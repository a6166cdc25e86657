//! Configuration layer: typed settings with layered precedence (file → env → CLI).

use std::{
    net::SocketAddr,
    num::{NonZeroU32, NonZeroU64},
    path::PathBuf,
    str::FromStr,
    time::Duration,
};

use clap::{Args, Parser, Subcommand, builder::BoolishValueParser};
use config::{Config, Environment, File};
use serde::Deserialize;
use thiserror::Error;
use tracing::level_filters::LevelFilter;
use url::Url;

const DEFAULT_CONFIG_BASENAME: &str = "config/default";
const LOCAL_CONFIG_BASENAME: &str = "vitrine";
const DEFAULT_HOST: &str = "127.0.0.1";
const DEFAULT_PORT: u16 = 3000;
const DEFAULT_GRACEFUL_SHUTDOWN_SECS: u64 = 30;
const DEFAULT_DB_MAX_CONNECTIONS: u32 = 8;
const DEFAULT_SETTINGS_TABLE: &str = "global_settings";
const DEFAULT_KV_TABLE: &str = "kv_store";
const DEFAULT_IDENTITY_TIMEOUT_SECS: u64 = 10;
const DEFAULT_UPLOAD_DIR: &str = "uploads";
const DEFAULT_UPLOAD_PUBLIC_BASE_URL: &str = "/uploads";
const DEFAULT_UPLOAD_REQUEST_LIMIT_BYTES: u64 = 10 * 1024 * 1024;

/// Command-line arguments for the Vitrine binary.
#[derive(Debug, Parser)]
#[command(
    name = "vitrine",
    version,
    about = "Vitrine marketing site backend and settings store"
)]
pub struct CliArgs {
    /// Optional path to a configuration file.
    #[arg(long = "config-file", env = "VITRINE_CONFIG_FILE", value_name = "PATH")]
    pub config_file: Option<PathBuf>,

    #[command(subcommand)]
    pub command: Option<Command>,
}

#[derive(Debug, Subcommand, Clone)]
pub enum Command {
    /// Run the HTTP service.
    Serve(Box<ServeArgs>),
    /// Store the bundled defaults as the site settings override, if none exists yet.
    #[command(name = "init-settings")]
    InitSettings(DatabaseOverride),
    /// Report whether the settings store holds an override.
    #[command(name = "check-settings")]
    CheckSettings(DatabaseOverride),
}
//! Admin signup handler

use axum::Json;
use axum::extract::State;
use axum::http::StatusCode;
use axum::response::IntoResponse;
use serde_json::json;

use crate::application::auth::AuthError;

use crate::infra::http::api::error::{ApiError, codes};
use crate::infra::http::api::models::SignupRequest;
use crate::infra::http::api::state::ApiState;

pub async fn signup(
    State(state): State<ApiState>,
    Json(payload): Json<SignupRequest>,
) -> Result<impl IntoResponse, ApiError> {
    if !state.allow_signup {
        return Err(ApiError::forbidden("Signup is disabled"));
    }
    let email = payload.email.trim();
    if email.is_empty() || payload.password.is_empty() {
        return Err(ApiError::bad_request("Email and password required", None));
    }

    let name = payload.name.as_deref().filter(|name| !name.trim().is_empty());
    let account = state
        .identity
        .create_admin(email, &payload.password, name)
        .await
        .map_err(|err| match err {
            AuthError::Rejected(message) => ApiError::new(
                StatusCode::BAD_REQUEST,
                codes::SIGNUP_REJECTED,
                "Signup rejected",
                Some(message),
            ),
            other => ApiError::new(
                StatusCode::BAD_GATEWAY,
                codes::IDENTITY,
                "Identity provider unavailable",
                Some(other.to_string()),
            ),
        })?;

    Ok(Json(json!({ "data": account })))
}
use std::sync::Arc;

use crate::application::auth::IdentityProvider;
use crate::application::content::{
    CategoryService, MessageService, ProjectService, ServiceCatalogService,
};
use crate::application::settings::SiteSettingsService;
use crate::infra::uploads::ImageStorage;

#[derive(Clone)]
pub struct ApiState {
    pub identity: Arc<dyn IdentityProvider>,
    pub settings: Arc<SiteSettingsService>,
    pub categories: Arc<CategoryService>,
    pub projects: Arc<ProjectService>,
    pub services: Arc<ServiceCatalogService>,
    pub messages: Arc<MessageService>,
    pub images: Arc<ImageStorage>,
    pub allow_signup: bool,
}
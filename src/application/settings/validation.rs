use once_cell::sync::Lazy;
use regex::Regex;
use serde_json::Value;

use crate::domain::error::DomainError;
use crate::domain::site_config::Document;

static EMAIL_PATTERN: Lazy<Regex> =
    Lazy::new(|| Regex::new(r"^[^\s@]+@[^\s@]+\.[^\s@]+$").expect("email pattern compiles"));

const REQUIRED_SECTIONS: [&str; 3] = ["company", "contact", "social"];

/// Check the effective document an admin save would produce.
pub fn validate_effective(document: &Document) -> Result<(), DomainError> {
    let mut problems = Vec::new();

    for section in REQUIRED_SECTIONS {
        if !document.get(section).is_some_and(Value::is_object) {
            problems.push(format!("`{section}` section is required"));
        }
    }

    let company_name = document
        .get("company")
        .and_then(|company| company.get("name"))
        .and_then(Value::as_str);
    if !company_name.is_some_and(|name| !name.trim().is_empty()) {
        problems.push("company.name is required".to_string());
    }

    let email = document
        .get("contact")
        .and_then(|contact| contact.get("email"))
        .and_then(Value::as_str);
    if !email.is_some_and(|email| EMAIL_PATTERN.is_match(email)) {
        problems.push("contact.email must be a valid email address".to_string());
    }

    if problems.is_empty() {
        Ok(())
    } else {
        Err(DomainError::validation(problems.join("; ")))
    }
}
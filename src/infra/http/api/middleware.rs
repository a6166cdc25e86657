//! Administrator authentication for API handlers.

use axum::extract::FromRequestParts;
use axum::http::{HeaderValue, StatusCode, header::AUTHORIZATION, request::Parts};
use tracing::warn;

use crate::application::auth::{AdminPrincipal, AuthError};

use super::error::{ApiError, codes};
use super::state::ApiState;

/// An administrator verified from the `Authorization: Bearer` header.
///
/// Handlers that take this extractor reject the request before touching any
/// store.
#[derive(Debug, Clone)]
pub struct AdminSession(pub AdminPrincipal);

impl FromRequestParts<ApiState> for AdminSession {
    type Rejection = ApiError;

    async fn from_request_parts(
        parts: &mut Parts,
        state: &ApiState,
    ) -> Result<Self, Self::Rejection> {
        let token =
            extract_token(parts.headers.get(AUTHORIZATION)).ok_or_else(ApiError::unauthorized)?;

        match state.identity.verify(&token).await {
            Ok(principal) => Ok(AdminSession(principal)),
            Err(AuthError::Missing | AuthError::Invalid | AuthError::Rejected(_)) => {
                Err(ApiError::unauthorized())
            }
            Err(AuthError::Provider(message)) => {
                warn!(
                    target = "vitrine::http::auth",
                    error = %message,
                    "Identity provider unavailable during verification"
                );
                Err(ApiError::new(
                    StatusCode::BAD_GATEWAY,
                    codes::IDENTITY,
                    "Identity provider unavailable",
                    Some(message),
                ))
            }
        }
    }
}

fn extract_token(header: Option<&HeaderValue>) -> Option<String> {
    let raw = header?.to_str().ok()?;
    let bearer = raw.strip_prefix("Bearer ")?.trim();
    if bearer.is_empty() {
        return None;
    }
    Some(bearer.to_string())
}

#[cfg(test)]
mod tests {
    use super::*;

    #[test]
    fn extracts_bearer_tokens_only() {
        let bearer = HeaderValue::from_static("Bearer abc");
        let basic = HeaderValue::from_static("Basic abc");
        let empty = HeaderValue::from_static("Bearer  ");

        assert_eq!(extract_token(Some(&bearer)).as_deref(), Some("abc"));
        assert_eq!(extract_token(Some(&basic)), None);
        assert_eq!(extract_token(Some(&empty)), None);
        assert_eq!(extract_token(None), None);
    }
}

# # # # # # #

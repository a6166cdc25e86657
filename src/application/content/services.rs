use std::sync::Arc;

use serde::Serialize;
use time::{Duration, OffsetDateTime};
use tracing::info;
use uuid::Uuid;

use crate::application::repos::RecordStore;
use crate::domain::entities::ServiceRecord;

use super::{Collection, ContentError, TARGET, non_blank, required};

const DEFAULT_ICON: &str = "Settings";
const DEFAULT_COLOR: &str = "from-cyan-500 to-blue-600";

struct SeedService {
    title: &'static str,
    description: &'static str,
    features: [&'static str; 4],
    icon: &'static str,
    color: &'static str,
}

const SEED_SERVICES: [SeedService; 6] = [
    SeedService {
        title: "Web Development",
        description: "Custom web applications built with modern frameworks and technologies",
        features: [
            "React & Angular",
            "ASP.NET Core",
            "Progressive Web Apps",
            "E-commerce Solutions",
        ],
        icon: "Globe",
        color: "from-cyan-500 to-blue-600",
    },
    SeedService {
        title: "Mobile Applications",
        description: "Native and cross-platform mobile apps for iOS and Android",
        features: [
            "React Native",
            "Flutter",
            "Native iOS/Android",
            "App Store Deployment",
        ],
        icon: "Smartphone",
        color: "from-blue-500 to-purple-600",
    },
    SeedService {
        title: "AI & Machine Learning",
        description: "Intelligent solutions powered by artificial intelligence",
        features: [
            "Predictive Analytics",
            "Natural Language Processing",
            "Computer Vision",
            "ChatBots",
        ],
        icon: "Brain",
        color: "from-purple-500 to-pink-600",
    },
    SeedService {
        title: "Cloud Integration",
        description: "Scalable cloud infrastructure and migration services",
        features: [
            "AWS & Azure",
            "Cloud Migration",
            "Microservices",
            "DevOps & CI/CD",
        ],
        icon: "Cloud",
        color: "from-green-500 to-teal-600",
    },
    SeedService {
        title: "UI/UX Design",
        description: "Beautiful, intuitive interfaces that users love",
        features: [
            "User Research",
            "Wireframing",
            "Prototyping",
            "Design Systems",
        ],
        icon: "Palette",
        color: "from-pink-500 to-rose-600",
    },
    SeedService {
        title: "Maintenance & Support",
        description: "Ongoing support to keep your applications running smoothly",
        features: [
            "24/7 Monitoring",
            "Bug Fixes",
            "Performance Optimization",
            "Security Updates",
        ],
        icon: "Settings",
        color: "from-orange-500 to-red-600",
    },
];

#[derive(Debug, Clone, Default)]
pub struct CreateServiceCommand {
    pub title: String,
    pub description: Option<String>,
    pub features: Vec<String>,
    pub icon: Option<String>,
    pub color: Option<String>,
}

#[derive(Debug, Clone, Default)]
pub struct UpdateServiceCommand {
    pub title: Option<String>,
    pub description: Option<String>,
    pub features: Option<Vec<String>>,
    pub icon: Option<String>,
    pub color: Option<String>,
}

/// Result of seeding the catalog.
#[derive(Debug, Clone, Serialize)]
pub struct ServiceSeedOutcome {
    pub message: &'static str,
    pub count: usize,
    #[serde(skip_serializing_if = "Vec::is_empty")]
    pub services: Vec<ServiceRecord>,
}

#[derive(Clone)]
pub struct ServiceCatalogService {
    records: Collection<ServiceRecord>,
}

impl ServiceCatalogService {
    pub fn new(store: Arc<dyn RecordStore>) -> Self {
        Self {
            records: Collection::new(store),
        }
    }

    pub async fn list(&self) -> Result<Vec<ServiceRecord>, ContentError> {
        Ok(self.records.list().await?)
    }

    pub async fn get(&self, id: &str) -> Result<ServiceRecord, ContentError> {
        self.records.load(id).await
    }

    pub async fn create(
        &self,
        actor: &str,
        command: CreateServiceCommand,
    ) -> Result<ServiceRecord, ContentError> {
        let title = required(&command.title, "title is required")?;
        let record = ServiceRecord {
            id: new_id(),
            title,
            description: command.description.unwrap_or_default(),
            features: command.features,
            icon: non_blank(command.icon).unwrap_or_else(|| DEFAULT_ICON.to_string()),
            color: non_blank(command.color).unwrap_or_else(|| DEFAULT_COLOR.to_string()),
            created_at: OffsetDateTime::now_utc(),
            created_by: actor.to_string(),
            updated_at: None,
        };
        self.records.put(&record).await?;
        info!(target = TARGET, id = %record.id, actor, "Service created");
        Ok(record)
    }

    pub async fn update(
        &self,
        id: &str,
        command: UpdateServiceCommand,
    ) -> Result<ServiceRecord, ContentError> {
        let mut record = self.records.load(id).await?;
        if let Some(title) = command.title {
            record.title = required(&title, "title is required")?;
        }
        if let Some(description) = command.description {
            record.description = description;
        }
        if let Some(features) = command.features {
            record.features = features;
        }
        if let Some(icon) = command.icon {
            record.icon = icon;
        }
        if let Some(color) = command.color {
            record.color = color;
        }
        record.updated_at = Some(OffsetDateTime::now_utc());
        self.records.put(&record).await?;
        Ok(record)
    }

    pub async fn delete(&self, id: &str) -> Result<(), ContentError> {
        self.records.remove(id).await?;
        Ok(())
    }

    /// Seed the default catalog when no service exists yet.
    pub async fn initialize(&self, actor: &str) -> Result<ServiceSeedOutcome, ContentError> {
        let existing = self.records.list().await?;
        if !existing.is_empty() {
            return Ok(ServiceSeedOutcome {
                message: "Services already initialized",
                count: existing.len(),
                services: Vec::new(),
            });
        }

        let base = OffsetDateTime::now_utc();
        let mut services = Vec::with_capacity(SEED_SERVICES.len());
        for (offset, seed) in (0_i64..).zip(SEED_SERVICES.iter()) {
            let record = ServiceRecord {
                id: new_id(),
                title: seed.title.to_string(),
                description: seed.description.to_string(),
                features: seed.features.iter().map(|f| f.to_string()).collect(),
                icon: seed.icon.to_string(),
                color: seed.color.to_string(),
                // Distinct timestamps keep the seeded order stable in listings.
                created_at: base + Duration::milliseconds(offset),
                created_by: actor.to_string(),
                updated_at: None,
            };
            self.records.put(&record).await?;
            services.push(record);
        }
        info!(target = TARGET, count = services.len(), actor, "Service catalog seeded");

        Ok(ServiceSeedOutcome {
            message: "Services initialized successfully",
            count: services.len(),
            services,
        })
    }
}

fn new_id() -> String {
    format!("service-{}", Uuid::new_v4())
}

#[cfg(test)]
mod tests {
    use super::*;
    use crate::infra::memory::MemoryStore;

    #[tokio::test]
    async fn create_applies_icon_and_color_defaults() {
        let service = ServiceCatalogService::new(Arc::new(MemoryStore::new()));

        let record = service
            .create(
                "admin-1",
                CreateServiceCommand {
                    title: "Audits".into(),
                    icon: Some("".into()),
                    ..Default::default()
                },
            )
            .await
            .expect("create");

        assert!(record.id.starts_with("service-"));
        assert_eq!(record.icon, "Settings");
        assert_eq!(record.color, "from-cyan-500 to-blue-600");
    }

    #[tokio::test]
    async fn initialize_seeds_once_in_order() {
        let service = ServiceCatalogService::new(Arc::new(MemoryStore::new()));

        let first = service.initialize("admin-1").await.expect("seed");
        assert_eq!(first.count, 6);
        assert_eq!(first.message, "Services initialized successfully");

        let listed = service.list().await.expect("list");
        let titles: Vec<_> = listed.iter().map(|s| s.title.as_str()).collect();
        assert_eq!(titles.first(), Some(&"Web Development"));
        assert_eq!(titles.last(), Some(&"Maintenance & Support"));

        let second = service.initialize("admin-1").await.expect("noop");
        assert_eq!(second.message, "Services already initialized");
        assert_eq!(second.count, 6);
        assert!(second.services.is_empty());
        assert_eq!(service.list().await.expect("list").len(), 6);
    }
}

# # # # # # #

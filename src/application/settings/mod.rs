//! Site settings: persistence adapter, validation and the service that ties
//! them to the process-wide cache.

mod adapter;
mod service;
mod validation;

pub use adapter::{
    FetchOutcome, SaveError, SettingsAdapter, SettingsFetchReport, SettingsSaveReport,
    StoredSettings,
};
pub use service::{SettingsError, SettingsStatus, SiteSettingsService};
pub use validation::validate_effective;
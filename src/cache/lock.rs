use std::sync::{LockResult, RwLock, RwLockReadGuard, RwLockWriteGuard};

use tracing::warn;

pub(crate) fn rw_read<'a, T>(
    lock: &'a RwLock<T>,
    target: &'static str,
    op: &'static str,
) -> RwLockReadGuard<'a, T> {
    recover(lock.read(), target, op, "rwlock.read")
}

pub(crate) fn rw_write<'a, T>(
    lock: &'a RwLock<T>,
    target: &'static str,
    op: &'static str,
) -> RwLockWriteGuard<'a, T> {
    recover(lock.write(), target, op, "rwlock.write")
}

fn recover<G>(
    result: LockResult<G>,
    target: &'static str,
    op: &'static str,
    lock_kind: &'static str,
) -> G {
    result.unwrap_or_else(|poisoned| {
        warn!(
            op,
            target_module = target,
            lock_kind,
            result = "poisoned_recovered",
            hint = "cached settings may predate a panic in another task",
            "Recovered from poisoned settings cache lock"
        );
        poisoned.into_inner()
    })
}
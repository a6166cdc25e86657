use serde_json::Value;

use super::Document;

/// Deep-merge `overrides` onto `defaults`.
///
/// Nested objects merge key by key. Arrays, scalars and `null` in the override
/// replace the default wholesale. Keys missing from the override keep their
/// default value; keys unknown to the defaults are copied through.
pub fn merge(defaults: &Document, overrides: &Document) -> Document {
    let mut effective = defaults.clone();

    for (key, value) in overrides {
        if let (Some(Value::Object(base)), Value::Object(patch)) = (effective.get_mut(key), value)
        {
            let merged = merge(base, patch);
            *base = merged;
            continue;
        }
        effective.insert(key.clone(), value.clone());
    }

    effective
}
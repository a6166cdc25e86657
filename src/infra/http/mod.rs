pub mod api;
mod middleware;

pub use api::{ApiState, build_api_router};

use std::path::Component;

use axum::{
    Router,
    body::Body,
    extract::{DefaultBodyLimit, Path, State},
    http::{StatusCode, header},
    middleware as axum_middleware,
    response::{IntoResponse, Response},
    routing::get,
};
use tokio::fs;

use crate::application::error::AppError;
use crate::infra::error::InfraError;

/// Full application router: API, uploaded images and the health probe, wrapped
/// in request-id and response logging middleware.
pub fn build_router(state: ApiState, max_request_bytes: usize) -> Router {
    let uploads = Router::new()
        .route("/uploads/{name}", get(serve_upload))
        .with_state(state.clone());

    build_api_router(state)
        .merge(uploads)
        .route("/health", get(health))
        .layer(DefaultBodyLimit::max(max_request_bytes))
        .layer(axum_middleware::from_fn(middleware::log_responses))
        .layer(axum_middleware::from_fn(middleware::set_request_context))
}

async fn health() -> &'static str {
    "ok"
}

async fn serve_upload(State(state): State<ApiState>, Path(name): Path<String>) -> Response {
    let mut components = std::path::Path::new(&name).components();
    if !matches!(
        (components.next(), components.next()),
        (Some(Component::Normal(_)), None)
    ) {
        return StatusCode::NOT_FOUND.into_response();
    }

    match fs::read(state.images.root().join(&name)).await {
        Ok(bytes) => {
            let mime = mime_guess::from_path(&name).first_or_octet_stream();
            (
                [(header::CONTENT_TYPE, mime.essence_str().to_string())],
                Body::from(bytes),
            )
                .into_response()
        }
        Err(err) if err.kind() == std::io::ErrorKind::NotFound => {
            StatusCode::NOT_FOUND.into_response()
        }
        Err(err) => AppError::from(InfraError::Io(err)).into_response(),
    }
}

# # # # # # #

● Required action:
State how many lines in the records above contain the word "layer", giving only the number.

● Response box:
4